Publication, however, was not easily arranged. After Dickinson besieged her friend Samuel Bowles, editor of the Republican, with poems and letters for 4 years, he published two poems, both anonymously: "I taste a liquor never brewed" (May 4, 1861) and "Safe in their Alabaster Chambers" (March 1, 1862). And the first of these was edited, probably by Bowles, to regularize (and thus, flatten) the rhymes and the punctuation. Dickinson began the poem: "I taste a liquor never brewed—/From Tankards scooped in Pearl—/Not all the Frankfort Berries/Yield such an Alcohol." But Bowles printed: "I taste a liquor never brewed,/From tankards scooped in pearl;/Not Frankfort berries yield the sense/Such a delicious whirl." She used no title; Bowles titled it "The May-Wine." (Only seven poems were published during her lifetime, and all had been altered by editors.)
Friendship with T. W. Higginson
In 1862 Dickinson turned to the literary critic Thomas Wentworth Higginson for advice about her poems. She had known him only through his essays in the Atlantic Monthly, but in time he became, in her words, her "preceptor" and eventually her "safest friend." She began her first letter to him by asking, "Are you too deeply occupied to say if my verse is alive?" Six years later she was bold enough to say, "You were not aware that you saved my life." They did not meet until 1870, at her urging, surprisingly, and only once more after that. Higginson told his wife, after the first meeting, "I was never with anyone who drained my nerve power so much. Without touching her she drew from me. I am glad not to live near her."
What Dickinson was seeking was assurance as well as advice, and Higginson apparently gave it without knowing it, through a correspondence that lasted the rest of her life. He advised against publishing, but he also kept her abreast of the literary world (indeed, of the outside world, since as early as 1868, she was writing him, "I do not cross my father's ground to any house or town"). He helped her not at all with what mattered most to her—establishing her own private poetic method—but he was a friendly ear and a congenial mentor during the most troubled years of her life. Out of her inner turmoil came rare lyrics in a form that Higginson never really understood—if he had, he would not have tried to "edit" them, either in the 1860s or after her death. Dickinson could not take his "surgery," as she called it, but she took his friendship willingly.
Years of Emotional Crisis
Between 1858 and 1866 Dickinson wrote more than 1100 poems, full of aphorisms, paradoxes, off rhymes, and eccentric grammar. Few are more than 16 lines long, composed in meters based on English hymnology. The major subjects are love and separation, death, nature, and God—but especially love. When she writes "My life closed twice before its close," one can only guess who her real or fancied lovers might have been. Higginson was not one of them. It is more than likely that her first "dear friend" was Benjamin Newton, a young man too poor to marry, who had worked for a few years in her father's law office. He left Amherst for Worcester and died there in 1853.
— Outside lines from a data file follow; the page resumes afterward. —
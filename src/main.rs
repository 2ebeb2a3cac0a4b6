use clap::Parser;
use indicatif::{ProgressBar, ProgressStyle};
use log::LevelFilter;
use std::path::PathBuf;
use std::process;
use ts2ass::pipeline::{run, Config};

/// Extract ARIB formatted closed captions from an MPEG transport stream and format the
/// results as a standard .ass subtitle file.
#[derive(Parser)]
#[command(name = "ts2ass", version)]
struct Cli {
    /// Input filename (MPEG2 Transport Stream File)
    infile: PathBuf,

    /// Output filename (.ass subtitle file); defaults to <infile>.ass
    #[arg(short, long)]
    outfile: Option<PathBuf>,

    /// PID of a PES known to contain closed caption info (auto-detected when negative)
    #[arg(short, long, default_value_t = -1)]
    pid: i32,

    /// Verbose output
    #[arg(short, long)]
    verbose: bool,

    /// Does not write to stdout
    #[arg(short, long)]
    quiet: bool,

    /// Subtitle display time limit (seconds)
    #[arg(short, long, default_value_t = 5)]
    tmax: u32,

    /// Shift all time values in the generated .ass file by this offset in seconds
    #[arg(short = 'm', long = "timeoffset", default_value_t = 0.0)]
    time_offset: f64,
}

fn main() {
    let cli = Cli::parse();

    let level = if cli.quiet {
        LevelFilter::Error
    } else if cli.verbose {
        LevelFilter::Debug
    } else {
        LevelFilter::Warn
    };
    let mut builder = pretty_env_logger::formatted_builder();
    builder.filter_level(level);
    builder.init();

    if !cli.infile.exists() {
        if !cli.quiet {
            println!("Input filename {} does not exist.", cli.infile.display());
        }
        process::exit(1);
    }

    let outfile = cli.outfile.clone().unwrap_or_else(|| {
        let mut name = cli.infile.clone().into_os_string();
        name.push(".ass");
        PathBuf::from(name)
    });

    let config = Config {
        infile: cli.infile.clone(),
        outfile,
        pid: u16::try_from(cli.pid).ok(),
        tmax: cli.tmax,
        time_offset: cli.time_offset,
        quiet: cli.quiet,
    };

    let bar = if cli.verbose && !cli.quiet {
        let bar = ProgressBar::new(0);
        bar.set_style(
            ProgressStyle::with_template("{bytes}/{total_bytes} {wide_bar} {eta}")
                .expect("progress template"),
        );
        bar
    } else {
        ProgressBar::hidden()
    };

    let summary = match run(&config, |bytes_read, total_bytes| {
        bar.set_length(total_bytes);
        bar.set_position(bytes_read);
    }) {
        Ok(summary) => summary,
        Err(e) => {
            eprintln!("Error: {e}");
            process::exit(1);
        }
    };
    bar.finish_and_clear();

    if summary.caption_pid.is_none() {
        if !cli.quiet {
            println!(
                "*** No ARIB subtitle content was found in file {} ***",
                cli.infile.display()
            );
        }
        process::exit(1);
    }

    if !summary.file_written {
        if !cli.quiet {
            println!(
                "*** No nonempty ARIB closed caption content found in file {} ***",
                cli.infile.display()
            );
        }
        process::exit(1);
    }
}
During a visit to Philadelphia a year later Dickinson met the Reverend Charles Wadsworth. Sixteen years her senior, a brilliant preacher, already married, he was hardly more than a mental image of a lover. There is no doubt she made him this, but nothing more. He visited her once in 1860. When he moved to San Francisco in May 1862, she was in despair. Only a month before, Samuel Bowles had sailed for Europe to recover his health. Little wonder that in her first letter to Higginson she said, "I had a terror … —and so I sing as the Boy does by the Burying Ground—because I am afraid." She needed love, but she had to indulge this need through her poems, perhaps because she felt she could cope with it no other way.
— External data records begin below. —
#[cfg(test)]
mod tests {
    use super::*;
    use crate::arib::decoder::{CaptionColor, CharKind};
    use std::cell::RefCell;
    use std::rc::Rc;

    #[derive(Clone, Default)]
    struct SharedBuf(Rc<RefCell<Vec<u8>>>);

    impl SharedBuf {
        fn contents(&self) -> String {
            String::from_utf8(self.0.borrow().clone()).unwrap()
        }

        fn dialogue_lines(&self) -> Vec<String> {
            self.contents()
                .lines()
                .filter(|l| l.starts_with("Dialogue:"))
                .map(str::to_string)
                .collect()
        }
    }

    impl Write for SharedBuf {
        fn write(&mut self, buf: &[u8]) -> io::Result<usize> {
            self.0.borrow_mut().extend_from_slice(buf);
            Ok(buf.len())
        }

        fn flush(&mut self) -> io::Result<()> {
            Ok(())
        }
    }

    fn memory_formatter(tmax: u32) -> (AssFormatter, SharedBuf) {
        let buf = SharedBuf::default();
        let sink = buf.clone();
        let formatter = AssFormatter::new(
            tmax,
            "test.ass".to_string(),
            Box::new(move || Ok(Box::new(sink.clone()) as Box<dyn Write>)),
        );
        (formatter, buf)
    }

    fn ch(text: &str) -> CaptionToken {
        CaptionToken::Char {
            kind: CharKind::Alphanumeric,
            text: text.to_string(),
        }
    }

    #[test]
    fn asstime_formats_padded_fields() {
        assert_eq!(asstime(0.0), "0:00:00.00");
        assert_eq!(asstime(3723.45), "1:02:03.45");
        assert_eq!(asstime(59.5), "0:00:59.50");
    }

    #[test]
    fn area_positions_follow_cell_geometry() {
        let area = CaptionArea::default();
        for row in 0..8 {
            for col in 0..16 {
                let normal = area.row_col_to_pos(row, col, TextSize::Normal);
                assert_eq!(normal.x, 170 + col as u32 * 40);
                assert_eq!(normal.y, 30 + (row as u32 + 1) * 60);
                let medium = area.row_col_to_pos(row, col, TextSize::Medium);
                assert_eq!(medium.x, 170 + col as u32 * 20);
                assert_eq!(medium.y, normal.y);
                let small = area.row_col_to_pos(row, col, TextSize::Small);
                assert_eq!(small.x, medium.x);
                assert_eq!(small.y, 30 + (row as u32 + 1) * 30);
            }
        }
    }

    #[test]
    fn clear_screen_emits_one_dialogue() {
        let (mut formatter, buf) = memory_formatter(5);
        formatter
            .format(&[ch("A"), ch("B"), ch("C")], 0.0)
            .unwrap();
        formatter.format(&[CaptionToken::ClearScreen], 1.0).unwrap();

        let dialogues = buf.dialogue_lines();
        assert_eq!(dialogues.len(), 1);
        assert!(dialogues[0].starts_with("Dialogue: 0,0:00:00.00,0:00:01.00,normal,"));
        assert!(dialogues[0].contains("ABC"));
        assert!(dialogues[0].ends_with("\\N"));
    }

    #[test]
    fn display_time_is_capped_at_tmax() {
        let (mut formatter, buf) = memory_formatter(5);
        formatter.format(&[ch("A")], 0.0).unwrap();
        formatter.format(&[CaptionToken::ClearScreen], 10.0).unwrap();

        let dialogues = buf.dialogue_lines();
        assert_eq!(dialogues.len(), 1);
        assert!(dialogues[0].starts_with("Dialogue: 0,0:00:00.00,0:00:05.00,normal,"));
    }

    #[test]
    fn position_sequence_sets_bottom_left_alignment() {
        let (mut formatter, buf) = memory_formatter(5);
        formatter
            .format(
                &[
                    CaptionToken::Csi {
                        raw: "170;389 a".to_string(),
                    },
                    ch("X"),
                ],
                0.0,
            )
            .unwrap();
        formatter.format(&[CaptionToken::ClearScreen], 2.0).unwrap();

        let dialogues = buf.dialogue_lines();
        assert_eq!(dialogues.len(), 1);
        assert!(dialogues[0].contains("{\\rnormal}{\\c&Hffffff&}{\\pos(170,389)}{\\an1}X"));
    }

    #[test]
    fn color_override_persists_across_position_sets() {
        let (mut formatter, buf) = memory_formatter(5);
        formatter
            .format(
                &[
                    CaptionToken::Color(CaptionColor::Black),
                    ch("Y"),
                    CaptionToken::Aps { row: 0, col: 0 },
                    ch("Z"),
                ],
                0.0,
            )
            .unwrap();
        formatter.format(&[CaptionToken::ClearScreen], 1.0).unwrap();

        let dialogues = buf.dialogue_lines();
        assert_eq!(dialogues.len(), 2);
        // Buffers are flushed in reverse order
        assert!(dialogues[0].contains("{\\rnormal}{\\c&H000000&}{\\pos(170,90)}Z"));
        assert!(dialogues[1].contains("{\\c&H000000&}Y"));
    }

    #[test]
    fn size_change_resets_style_with_current_color() {
        let (mut formatter, buf) = memory_formatter(5);
        formatter
            .format(&[CaptionToken::SmallSize, ch("S")], 0.0)
            .unwrap();
        formatter.format(&[CaptionToken::ClearScreen], 1.0).unwrap();

        let dialogues = buf.dialogue_lines();
        assert!(dialogues[0].contains("{\\rsmall}{\\c&Hffffff&}S"));
    }

    #[test]
    fn no_visible_tokens_leaves_file_unwritten() {
        let (mut formatter, buf) = memory_formatter(5);
        formatter
            .format(&[CaptionToken::Aps { row: 1, col: 1 }], 0.0)
            .unwrap();
        formatter.format(&[CaptionToken::ClearScreen], 1.0).unwrap();

        assert!(!formatter.file_written());
        assert!(buf.contents().is_empty());
    }

    #[test]
    fn zero_length_display_is_suppressed() {
        let (mut formatter, buf) = memory_formatter(5);
        formatter.format(&[ch("A")], 2.0).unwrap();
        // Clear screen with no elapsed time since the last flush boundary
        formatter.format(&[CaptionToken::ClearScreen], 0.0).unwrap();
        assert_eq!(buf.dialogue_lines().len(), 0);

        // The buffers survive and flush on the next clear screen
        formatter.format(&[CaptionToken::ClearScreen], 1.5).unwrap();
        let dialogues = buf.dialogue_lines();
        assert_eq!(dialogues.len(), 1);
        assert!(dialogues[0].contains('A'));
    }

    #[test]
    fn header_sections_written_once() {
        let (mut formatter, buf) = memory_formatter(5);
        formatter.format(&[ch("A")], 0.0).unwrap();
        formatter.format(&[CaptionToken::ClearScreen], 1.0).unwrap();
        formatter.format(&[ch("B")], 1.0).unwrap();
        formatter.format(&[CaptionToken::ClearScreen], 2.0).unwrap();

        let contents = buf.contents();
        assert_eq!(contents.matches("[Script Info]").count(), 1);
        assert_eq!(contents.matches("[V4+ Styles]").count(), 1);
        assert_eq!(contents.matches("Style: normal,MS UI Gothic,37,").count(), 1);
        assert_eq!(contents.matches("Style: medium,MS UI Gothic,37,").count(), 1);
        assert_eq!(contents.matches("Style: small,MS UI Gothic,18,").count(), 1);
        assert_eq!(buf.dialogue_lines().len(), 2);
    }
}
When Bowles returned to Amherst in November, Dickinson was so overwhelmed she remained in her bedroom and sent a note down, " … That you return to us alive is better than a summer, and more to hear your voice below than news of any bird." By the time Wadsworth returned from California in 1870 and resettled in Philadelphia, the crisis was over. His second visit, in 1880, was anticlimax. Higginson had not saved her life; her life was never in danger. What had been in danger was her emotional equilibrium and her control over a talent that was so intense it longed for the eruptions that might have destroyed it.
In the last 2 decades of her life Dickinson wrote fewer than 50 poems a year, perhaps because of continuing eye trouble, more probably because she had to take increasing responsibility in running the household. Her father died in 1874, and a year later her mother suffered a paralyzing stroke that left her an invalid until her death. There was little time for poetry, not even for serious consideration of marriage (if it was actually proffered) with a widower and old family friend, Judge Otis Lord. Their love was genuine, but once again the timing was wrong. It was too late to recast her life completely. Her mother died in 1882, Judge Lord 2 years later. Dickinson's health failed noticeably after a nervous collapse in 1884, and on May 15, 1886, she died of nephritis.
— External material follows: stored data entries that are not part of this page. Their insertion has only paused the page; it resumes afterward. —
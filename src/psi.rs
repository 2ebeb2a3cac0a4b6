use super::{CrcDigest, Error, ErrorDetails, Payload, Result, SliceReader, TsDemuxer, CRC};
use crate::payload_unit::PayloadUnitObject;
use log::warn;
use modular_bitfield_msb::prelude::*;
use smallvec::SmallVec;

/// Elementary stream type carrying PES private data (ARIB captions use this).
pub(crate) const STREAM_TYPE_PES_PRIVATE_DATA: u8 = 0x06;

/// Descriptor tag assigning a component tag to an elementary stream.
const STREAM_IDENTIFIER_DESCRIPTOR: u8 = 0x52;

#[bitfield]
#[derive(Debug)]
pub struct PsiHeader {
    pub table_id: B8,
    pub section_syntax_indicator: bool,
    pub private_bit: bool,
    pub reserved_bits: B2,
    #[skip]
    pub unused_bits: B2,
    pub section_length: B10,
}

#[bitfield]
#[derive(Debug)]
pub struct PsiTableSyntax {
    pub table_id_extension: B16,
    pub reserved_bits: B2,
    pub version: B5,
    pub current_next_indicator: bool,
    pub section_num: B8,
    pub last_section_num: B8,
}

#[bitfield]
#[derive(Debug)]
pub struct PatEntry {
    pub program_num: B16,
    pub reserved: B3,
    pub program_map_pid: B13,
}

#[derive(Debug)]
pub struct Descriptor {
    pub tag: u8,
    pub data: SmallVec<[u8; 8]>,
}

impl Descriptor {
    pub fn new_from_reader(reader: &mut SliceReader) -> Result<Self> {
        let tag_len = reader.read_array_ref::<2>()?;
        let mut data = SmallVec::<[u8; 8]>::new();
        data.extend_from_slice(reader.read(tag_len[1] as usize)?);
        Ok(Self {
            tag: tag_len[0],
            data,
        })
    }

    /// True for a stream_identifier descriptor whose component tag is one of the ARIB
    /// non-partial-reception caption tags.
    fn is_caption_component(&self) -> bool {
        self.tag == STREAM_IDENTIFIER_DESCRIPTOR
            && self.data.first().is_some_and(|tag| (0x30..=0x37).contains(tag))
    }
}

#[bitfield]
#[derive(Debug)]
pub struct PmtHeader {
    pub reserved: B3,
    pub pcr_pid: B13,
    pub reserved2: B4,
    #[skip]
    pub unused_bits: B2,
    pub program_info_length: B10,
}

#[bitfield]
#[derive(Debug)]
pub struct ElementaryStreamInfoHeader {
    pub stream_type: B8,
    pub reserved: B3,
    pub elementary_pid: B13,
    pub reserved2: B4,
    #[skip]
    pub unused_bits: B2,
    pub es_info_length: B10,
}

#[derive(Debug)]
pub struct ElementaryStreamInfo {
    pub header: ElementaryStreamInfoHeader,
    pub es_descriptors: SmallVec<[Descriptor; 4]>,
}

#[derive(Debug)]
pub struct Pmt {
    pub header: PmtHeader,
    pub program_descriptors: Vec<Descriptor>,
    pub es_infos: Vec<ElementaryStreamInfo>,
}

impl Pmt {
    /// PIDs of elementary streams that announce themselves as caption components.
    pub fn caption_pids(&self) -> Vec<u16> {
        self.es_infos
            .iter()
            .filter(|es| {
                es.header.stream_type() == STREAM_TYPE_PES_PRIVATE_DATA
                    && es.es_descriptors.iter().any(Descriptor::is_caption_component)
            })
            .map(|es| es.header.elementary_pid())
            .collect()
    }
}

#[derive(Debug)]
pub enum PsiData {
    Raw(Vec<u8>),
    Pat(Vec<PatEntry>),
    Pmt(Pmt),
    Nit(Vec<u8>),
}

#[derive(Debug)]
pub struct Psi {
    pub header: PsiHeader,
    pub table_syntax: Option<PsiTableSyntax>,
    pub data: PsiData,
}

pub(crate) struct PsiBuilder {
    header: PsiHeader,
    table_syntax: Option<PsiTableSyntax>,
    data: Vec<u8>,
    hasher: CrcDigest,
}

impl PsiBuilder {
    pub fn new(
        capacity: usize,
        header: PsiHeader,
        table_syntax: Option<PsiTableSyntax>,
        hasher: CrcDigest,
    ) -> Self {
        Self {
            header,
            table_syntax,
            data: Vec::with_capacity(capacity),
            hasher,
        }
    }
}

impl PayloadUnitObject for PsiBuilder {
    fn extend_from_slice(&mut self, slice: &[u8]) {
        self.data.extend_from_slice(slice);
    }

    fn finish<'a>(mut self, pid: u16, demuxer: &mut TsDemuxer) -> Result<Payload<'a>> {
        /* Validate using CRC32 */
        if self.data.len() < 4 {
            warn!("PSI section too short for CRC on PID: {:x}", pid);
            return Err(Error::new(0, ErrorDetails::BadPsiHeader));
        }
        let len_minus_crc = self.data.len() - 4;
        self.hasher.update(&self.data[..len_minus_crc]);
        let actual_hash = self.hasher.finalize();
        let expected_hash = u32::from_be_bytes(
            *SliceReader::new(&self.data[len_minus_crc..])
                .read_array_ref::<4>()
                .unwrap(),
        );
        if expected_hash != actual_hash {
            warn!("PSI hash mismatch for PID: {:x}", pid);
            return Err(Error::new(0, ErrorDetails::PsiCrcMismatch));
        }
        self.data.truncate(len_minus_crc);

        /* Process table based on known type */
        if pid == 0 && self.header.table_id() == 0 {
            /* PAT */
            demuxer.nit_pid = 0x0010;
            demuxer.known_pmt_pids.clear();
            let mut reader = SliceReader::new(self.data.as_slice());
            let mut pat_vec = Vec::with_capacity(reader.remaining_len() / 4);
            while reader.remaining_len() >= 4 {
                let entry = PatEntry::from_bytes(*reader.read_array_ref::<4>().unwrap());
                if entry.program_num() == 0 {
                    demuxer.nit_pid = entry.program_map_pid();
                } else {
                    demuxer.known_pmt_pids.insert(entry.program_map_pid());
                }
                pat_vec.push(entry);
            }
            Ok(Payload::Psi(Psi {
                header: self.header,
                table_syntax: self.table_syntax,
                data: PsiData::Pat(pat_vec),
            }))
        } else if demuxer.nit_pid == pid {
            /* NIT */
            Ok(Payload::Psi(Psi {
                header: self.header,
                table_syntax: self.table_syntax,
                data: PsiData::Nit(self.data),
            }))
        } else if demuxer.known_pmt_pids.contains(&pid) {
            /* PMT */
            let mut reader = SliceReader::new(self.data.as_slice());
            let header = PmtHeader::from_bytes(*reader.read_array_ref::<4>()?);
            let mut pmt = Pmt {
                header,
                program_descriptors: Vec::new(),
                es_infos: Vec::new(),
            };
            let mut info_reader = reader.new_sub_reader(pmt.header.program_info_length() as usize)?;
            while info_reader.remaining_len() > 0 {
                let descriptor = Descriptor::new_from_reader(&mut info_reader)?;
                pmt.program_descriptors.push(descriptor);
            }
            while reader.remaining_len() > 0 {
                let es_header = ElementaryStreamInfoHeader::from_bytes(*reader.read_array_ref::<5>()?);
                let mut es_info = ElementaryStreamInfo {
                    header: es_header,
                    es_descriptors: SmallVec::new(),
                };
                let mut es_reader = reader.new_sub_reader(es_info.header.es_info_length() as usize)?;
                while es_reader.remaining_len() > 0 {
                    let descriptor = Descriptor::new_from_reader(&mut es_reader)?;
                    es_info.es_descriptors.push(descriptor);
                }
                pmt.es_infos.push(es_info);
            }
            Ok(Payload::Psi(Psi {
                header: self.header,
                table_syntax: self.table_syntax,
                data: PsiData::Pmt(pmt),
            }))
        } else {
            /* Unhandled table type; keep data raw */
            Ok(Payload::Psi(Psi {
                header: self.header,
                table_syntax: self.table_syntax,
                data: PsiData::Raw(self.data),
            }))
        }
    }

    fn pending<'a>(&self) -> Result<Payload<'a>> {
        Ok(Payload::PsiPending)
    }
}

impl TsDemuxer {
    pub(crate) fn start_psi<'a>(
        &mut self,
        pid: u16,
        reader: &mut SliceReader<'a>,
    ) -> Result<Payload<'a>> {
        if reader.remaining_len() < 1 {
            warn!("Short read of PSI pointer field");
            return Err(reader.make_error(ErrorDetails::BadPsiHeader));
        }
        let pointer_field = reader.read(1)?[0];
        if reader.remaining_len() < pointer_field as usize {
            warn!("Short read of PSI pointer filler");
            return Err(reader.make_error(ErrorDetails::BadPsiHeader));
        }
        reader.skip(pointer_field as usize)?;

        if reader.remaining_len() < 3 {
            warn!("Short read of PSI header");
            return Err(reader.make_error(ErrorDetails::BadPsiHeader));
        }
        let mut hasher = CRC.digest();
        let psi_header_bytes = reader.read_array_ref::<3>()?;
        hasher.update(psi_header_bytes);
        let psi_header = PsiHeader::from_bytes(*psi_header_bytes);
        let section_length = psi_header.section_length();

        if section_length > 0 {
            if reader.remaining_len() < 5 {
                warn!("Short read of PSI table syntax");
                return Err(reader.make_error(ErrorDetails::BadPsiHeader));
            }
            let psi_table_syntax_bytes = reader.read_array_ref::<5>()?;
            hasher.update(psi_table_syntax_bytes);
            let psi_table_syntax = PsiTableSyntax::from_bytes(*psi_table_syntax_bytes);

            let table_length = (section_length - 5) as usize;
            if table_length < 4 {
                /* Must have length to read at least the CRC32 */
                warn!("Insufficient table length");
                return Err(reader.make_error(ErrorDetails::BadPsiHeader));
            }

            self.start_payload_unit(
                PsiBuilder::new(table_length, psi_header, Some(psi_table_syntax), hasher),
                table_length,
                pid,
                reader,
            )
        } else {
            PsiBuilder::new(0, psi_header, None, hasher).finish(pid, self)
        }
    }
}

#[cfg(test)]
mod tests {
    use super::*;
    use crate::tests::make_packet;
    use crate::CRC;

    fn make_section(table_id: u8, syntax: [u8; 5], body: &[u8]) -> Vec<u8> {
        let section_length = (5 + body.len() + 4) as u16;
        let mut section = vec![
            0x00, // pointer field
            table_id,
            0xB0 | (section_length >> 8) as u8,
            (section_length & 0xFF) as u8,
        ];
        section.extend_from_slice(&syntax);
        section.extend_from_slice(body);
        let crc = CRC.checksum(&section[1..]);
        section.extend_from_slice(&crc.to_be_bytes());
        section
    }

    #[test]
    fn pat_registers_pmt_pids_and_pmt_reports_caption_streams() {
        let mut demuxer = TsDemuxer::default();

        // PAT announcing program 1 on PID 0x1000
        let pat = make_section(
            0x00,
            [0x00, 0x01, 0xC1, 0x00, 0x00],
            &[0x00, 0x01, 0xE0 | 0x10, 0x00],
        );
        let packet = make_packet(0x0000, true, 0, &pat);
        let parsed = demuxer.parse(&packet).unwrap();
        match parsed.payload {
            Some(Payload::Psi(Psi {
                data: PsiData::Pat(entries),
                ..
            })) => {
                assert_eq!(entries.len(), 1);
                assert_eq!(entries[0].program_map_pid(), 0x1000);
            }
            other => panic!("expected PAT, got {:?}", other),
        }

        // PMT with one private-data stream on PID 0x0140 tagged as a caption component
        let mut body = vec![0xE0 | 0x01, 0x00, 0xF0, 0x00];
        body.extend_from_slice(&[
            STREAM_TYPE_PES_PRIVATE_DATA,
            0xE0 | 0x01,
            0x40,
            0xF0,
            0x03,
            STREAM_IDENTIFIER_DESCRIPTOR,
            0x01,
            0x30,
        ]);
        let pmt = make_section(0x02, [0x00, 0x01, 0xC1, 0x00, 0x00], &body);
        let packet = make_packet(0x1000, true, 0, &pmt);
        let parsed = demuxer.parse(&packet).unwrap();
        match parsed.payload {
            Some(Payload::Psi(Psi {
                data: PsiData::Pmt(pmt),
                ..
            })) => {
                assert_eq!(pmt.caption_pids(), [0x0140]);
            }
            other => panic!("expected PMT, got {:?}", other),
        }
    }

    #[test]
    fn corrupt_crc_is_rejected() {
        let mut demuxer = TsDemuxer::default();
        let mut pat = make_section(
            0x00,
            [0x00, 0x01, 0xC1, 0x00, 0x00],
            &[0x00, 0x01, 0xE0 | 0x10, 0x00],
        );
        let last = pat.len() - 1;
        pat[last] ^= 0xFF;
        let err = demuxer.parse(&make_packet(0x0000, true, 0, &pat)).unwrap_err();
        assert!(matches!(err.details, ErrorDetails::PsiCrcMismatch));
    }
}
How the complete poems of Dickinson were finally gathered is a publishing saga almost too complicated for brief summary. Lavinia Dickinson inherited the ebony box; she asked Mabel Loomis Todd, the wife of an Amherst astronomy professor, to join Higginson in editing the manuscripts. Unfortunately, they felt even then that they had to alter the syntax, smooth the rhymes, cut some lines, and create titles for each poem. Three volumes appeared in quick succession: 1890, 1891, and 1896. In 1914 Dickinson's niece, Martha Dickinson Bianchi, published some of the poems her mother, Susan, had saved. In the next 3 decades four more volumes appeared, the most important being Bolts of Melody (1945), edited by Mrs. Todd and her daughter, Millicent Todd Bingham, from the manuscripts the Todds had never returned to Lavinia Dickinson. In 1955 Thomas H. Johnson prepared for Harvard University Press a three-volume edition, chronologically arranged, of "variant readings critically compared with all known manuscripts." Here, for the first time, the reader saw the poems as Dickinson had left them. The Johnson text of the 1,775 extant poems is now the standard one.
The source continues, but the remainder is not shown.